- **DATASET RECORDS**
//! Portrait generation: transcript in, summarizer call, portrait file out.

use confidant_core::generation::Summarizer;
use confidant_core::naming::validate_segment;
use confidant_core::portrait::{GeneratedPortrait, PortraitRepository, build_portrait_request};
use confidant_core::transcript::TranscriptRepository;
use confidant_core::{ConfidantError, Result};
use std::sync::Arc;

/// Derives a portrait document from a saved transcript.
pub struct PortraitService {
    transcripts: Arc<dyn TranscriptRepository>,
    portraits: Arc<dyn PortraitRepository>,
    label: String,
}

impl PortraitService {
    /// Creates a service writing portraits named `<label>_<timestamp>.txt`.
    pub fn new(
        transcripts: Arc<dyn TranscriptRepository>,
        portraits: Arc<dyn PortraitRepository>,
        label: impl Into<String>,
    ) -> Self {
        Self {
            transcripts,
            portraits,
            label: label.into(),
        }
    }

    /// Generates and persists a portrait for the transcript `file_name`.
    ///
    /// The summarizer call is awaited directly and never retried. Nothing is
    /// written unless both the transcript load and the summarizer succeed.
    ///
    /// # Errors
    ///
    /// - `InvalidArgument`: `user_id` or `file_name` is empty, or the label
    ///   is not a single path component
    /// - `NotFound`: no such transcript
    /// - `Generation`: the summarizer failed
    /// - `Storage` / `Layout`: the portrait could not be written
    pub async fn generate_from_file(
        &self,
        user_id: &str,
        file_name: &str,
        summarizer: &dyn Summarizer,
    ) -> Result<GeneratedPortrait> {
        if user_id.is_empty() {
            return Err(ConfidantError::invalid_argument("no user specified"));
        }
        if file_name.is_empty() {
            return Err(ConfidantError::invalid_argument(
                "no conversation file given",
            ));
        }
        validate_segment("portrait label", &self.label)?;

        let transcript = self.transcripts.load(user_id, file_name).await?;
        let request = build_portrait_request(&transcript);

        tracing::info!(user_id, source = file_name, "Generating portrait");
        let content = summarizer.summarize(&request).await?;

        let file_name = self.portraits.save(user_id, &self.label, &content).await?;
        tracing::info!(user_id, file = %file_name, "Portrait generated");

        Ok(GeneratedPortrait { file_name, content })
    }
}

#[cfg(test)]
mod tests {
    use super::*;
    use crate::testing::ScriptedSummarizer;
    use confidant_core::portrait::PORTRAIT_INSTRUCTION;
    use confidant_core::session::{Message, MessageRole};
    use confidant_core::transcript::SaveOutcome;
    use confidant_infrastructure::{
        AsyncDirPortraitRepository, AsyncDirTranscriptRepository, FileCatalog,
        UserDirectoryLayout,
    };
    use tempfile::TempDir;

    struct Fixture {
        _temp_dir: TempDir,
        transcripts: Arc<AsyncDirTranscriptRepository>,
        catalog: FileCatalog,
        service: PortraitService,
    }

    fn fixture() -> Fixture {
        let temp_dir = TempDir::new().unwrap();
        let layout = UserDirectoryLayout::new(temp_dir.path());
        let transcripts = Arc::new(AsyncDirTranscriptRepository::new(layout.clone()));
        let portraits = Arc::new(AsyncDirPortraitRepository::new(layout.clone()));
        let service = PortraitService::new(transcripts.clone(), portraits, "user_portrait");
        Fixture {
            _temp_dir: temp_dir,
            transcripts,
            catalog: FileCatalog::new(layout),
            service,
        }
    }

    async fn save_transcript(fixture: &Fixture, user_id: &str) -> String {
        let messages = vec![
            Message::system("sys"),
            Message::user("I feel anxious"),
            Message::assistant("Tell me more"),
        ];
        match fixture.transcripts.save(user_id, &messages).await.unwrap() {
            SaveOutcome::Saved { file_name } => file_name,
            other => panic!("expected a saved transcript, got {other:?}"),
        }
    }

    #[tokio::test]
    async fn test_generate_writes_summarizer_output_verbatim() {
        let fixture = fixture();
        let transcript_file = save_transcript(&fixture, "alice").await;
        let summarizer = ScriptedSummarizer::replying("- Emotional state: anxious\n");

        let portrait = fixture
            .service
            .generate_from_file("alice", &transcript_file, &summarizer)
            .await
            .unwrap();

        assert!(portrait.file_name.starts_with("user_portrait_"));
        assert_eq!(portrait.content, "- Emotional state: anxious\n");

        let files = fixture.catalog.list_portrait_files("alice").await.unwrap();
        assert_eq!(files, vec![portrait.file_name.clone()]);
    }

    #[tokio::test]
    async fn test_request_carries_instruction_and_transcript() {
        let fixture = fixture();
        let transcript_file = save_transcript(&fixture, "alice").await;
        let summarizer = ScriptedSummarizer::replying("p");

        fixture
            .service
            .generate_from_file("alice", &transcript_file, &summarizer)
            .await
            .unwrap();

        let requests = summarizer.requests.lock().unwrap();
        let request = &requests[0];
        assert_eq!(request[0].role, MessageRole::System);
        assert_eq!(request[0].content, PORTRAIT_INSTRUCTION);
        assert_eq!(
            request[1].content,
            "User: I feel anxious\n\nAssistant: Tell me more\n\n"
        );
    }

    #[tokio::test]
    async fn test_missing_transcript_is_not_found_and_writes_nothing() {
        let fixture = fixture();
        let summarizer = ScriptedSummarizer::replying("p");

        let err = fixture
            .service
            .generate_from_file("alice", "history_19990101_000000.txt", &summarizer)
            .await
            .unwrap_err();

        assert!(err.is_not_found());
        assert_eq!(summarizer.request_count(), 0);
        assert!(
            fixture
                .catalog
                .list_portrait_files("alice")
                .await
                .unwrap()
                .is_empty()
        );
    }

    #[tokio::test]
    async fn test_empty_arguments_are_rejected() {
        let fixture = fixture();
        let summarizer = ScriptedSummarizer::replying("p");

        let err = fixture
            .service
            .generate_from_file("alice", "", &summarizer)
            .await
            .unwrap_err();
        assert!(err.is_invalid_argument());

        let err = fixture
            .service
            .generate_from_file("", "history_x.txt", &summarizer)
            .await
            .unwrap_err();
        assert!(err.is_invalid_argument());
    }

    #[tokio::test]
    async fn test_summarizer_failure_writes_nothing() {
        let fixture = fixture();
        let transcript_file = save_transcript(&fixture, "alice").await;
        let summarizer = ScriptedSummarizer::failing("model offline");

        let err = fixture
            .service
            .generate_from_file("alice", &transcript_file, &summarizer)
            .await
            .unwrap_err();

        assert!(err.is_generation());
        assert!(
            fixture
                .catalog
                .list_portrait_files("alice")
                .await
                .unwrap()
                .is_empty()
        );
    }

    #[tokio::test]
    async fn test_escaping_label_is_rejected_before_generation() {
        let temp_dir = TempDir::new().unwrap();
        let base = temp_dir.path().join("base");
        let layout = UserDirectoryLayout::new(&base);
        let transcripts = Arc::new(AsyncDirTranscriptRepository::new(layout.clone()));
        let portraits = Arc::new(AsyncDirPortraitRepository::new(layout.clone()));
        let service = PortraitService::new(transcripts.clone(), portraits, "../../../escaped");
        let fixture = Fixture {
            _temp_dir: temp_dir,
            transcripts,
            catalog: FileCatalog::new(layout),
            service,
        };
        let transcript_file = save_transcript(&fixture, "alice").await;
        let summarizer = ScriptedSummarizer::replying("p");

        let err = fixture
            .service
            .generate_from_file("alice", &transcript_file, &summarizer)
            .await
            .unwrap_err();

        assert!(err.is_invalid_argument());
        assert_eq!(summarizer.request_count(), 0);
        let entries: Vec<_> = std::fs::read_dir(fixture._temp_dir.path())
            .unwrap()
            .map(|e| e.unwrap().file_name())
            .collect();
        assert_eq!(entries, vec![std::ffi::OsString::from("base")]);
    }
}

- **TO DO**
Would you please repeat exactly the lines above, starting at the line with "single path component" and stopping at the line with "self.portraits.save(user_id, &self.label, &content).await?;", both included?

- **REPLY TO THE TASK**
    ///   is not a single path component
    /// - `NotFound`: no such transcript
    /// - `Generation`: the summarizer failed
    /// - `Storage` / `Layout`: the portrait could not be written
    pub async fn generate_from_file(
        &self,
        user_id: &str,
        file_name: &str,
        summarizer: &dyn Summarizer,
    ) -> Result<GeneratedPortrait> {
        if user_id.is_empty() {
            return Err(ConfidantError::invalid_argument("no user specified"));
        }
        if file_name.is_empty() {
            return Err(ConfidantError::invalid_argument(
                "no conversation file given",
            ));
        }
        validate_segment("portrait label", &self.label)?;

        let transcript = self.transcripts.load(user_id, file_name).await?;
        let request = build_portrait_request(&transcript);

        tracing::info!(user_id, source = file_name, "Generating portrait");
        let content = summarizer.summarize(&request).await?;

        let file_name = self.portraits.save(user_id, &self.label, &content).await?;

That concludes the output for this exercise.